Bryan Singer gave us Keyser Söze, began the millennial superhero craze with X-Men, and almost ended it singlehandedly with Superman Returns. With Jack the Giant Slayer, he now dips his toes into the current, likely not-as-long-lasting Hollywood trend of the re-imagined fairy tale movie. The delay of the original release from last summer to now was disappointing to some, and suspicious to others, but the extra time gave the production breathing room to tweak some of the rumored bad FX work.
Singer has always been a technically proficient director; what went wrong with Superman Returns was that the story ideas were too big and off the mark, even for a character as mythical as the Man of Steel. But big ideas are certainly called for in this case, and they come to pretty spectacular fruition, even if some of the nuances do get trampled in the process.

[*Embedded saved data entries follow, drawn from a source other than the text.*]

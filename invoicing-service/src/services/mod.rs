//! Services module for invoicing-service.

pub mod accounts;
pub mod activity;
pub mod catalog;
pub mod database;
pub mod email;
pub mod entitlement;
pub mod in_memory;
pub mod invoices;
pub mod jwt;
pub mod metrics;
pub mod pdf;
pub mod reports;
pub mod store;
pub mod templates;

pub use accounts::{AccountService, AuthSession, NewAccount};
pub use activity::Actor;
pub use catalog::{CatalogService, ClientDetail};
pub use database::Database;
pub use email::{EmailMessage, EmailProvider, MockEmailProvider, SmtpEmailProvider};
pub use entitlement::{EntitlementChecker, PlanUsage};
pub use in_memory::InMemoryStore;
pub use invoices::{InvoiceDetail, InvoiceService, ItemInput, NewInvoice, PaymentInput};
pub use jwt::{AccessTokenClaims, JwtService};
pub use metrics::{get_metrics, init_metrics};
pub use reports::ReportService;
pub use store::InvoicingStore;
#[cfg(test)]
mod tests {
    use super::*;

    #[test]
    fn amounts_are_validated() {
        use rust_decimal_macros::dec;
        assert_eq!(validate_amounts(dec!(0), dec!(1), 21), Err(InvoiceError::InvalidQuantity));
        assert_eq!(validate_amounts(dec!(1), dec!(-1), 21), Err(InvoiceError::InvalidUnitPrice));
        assert_eq!(validate_amounts(dec!(1), dec!(1), 20), Err(InvoiceError::InvalidTaxRate(20)));
        assert!(validate_amounts(dec!(0.5), dec!(0), 0).is_ok());
        assert!(validate_amounts(dec!(999999999.999), dec!(9999999999.99), 21).is_ok());
        assert!(matches!(
            validate_amounts(dec!(1000000000), dec!(1), 21),
            Err(InvoiceError::QuantityTooLarge { .. })
        ));
        assert!(matches!(
            validate_amounts(dec!(1), dec!(10000000000), 21),
            Err(InvoiceError::UnitPriceTooLarge { .. })
        ));
        assert_eq!(
            validate_amounts(dec!(1.0001), dec!(1), 21),
            Err(InvoiceError::TooManyDecimals {
                field: "Quantity",
                places: 3
            })
        );
        assert_eq!(
            validate_amounts(dec!(3), dec!(33.333), 9),
            Err(InvoiceError::TooManyDecimals {
                field: "Unit price",
                places: 2
            })
        );
    }
}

Jack (Nicholas Hoult) is a farm boy living on the outskirts of the kingdom of Cloister, and Isabelle (Eleanor Tomlinson) is the royal princess. The film begins with them as children, simultaneously listening to their parents recount the legend of the evil race of giants that live in the sky, the good king who managed to fight them off, and the monks whose sacred duty it is to keep them in exile. All the players in the apparently now mandatory animated sequence that accompanies the setup are fashioned as wooden figures, perhaps inadvertently foreshadowing some of the character development. Then little Jack and Isabelle grow up, and it becomes the basic story of boy-meets-girl, boy-loses-girl, boy-sells-horse-to-monk-for-beans, boy-meets-girl-again, boy-and-girl-meet-magic-sky-reaching-super-plant.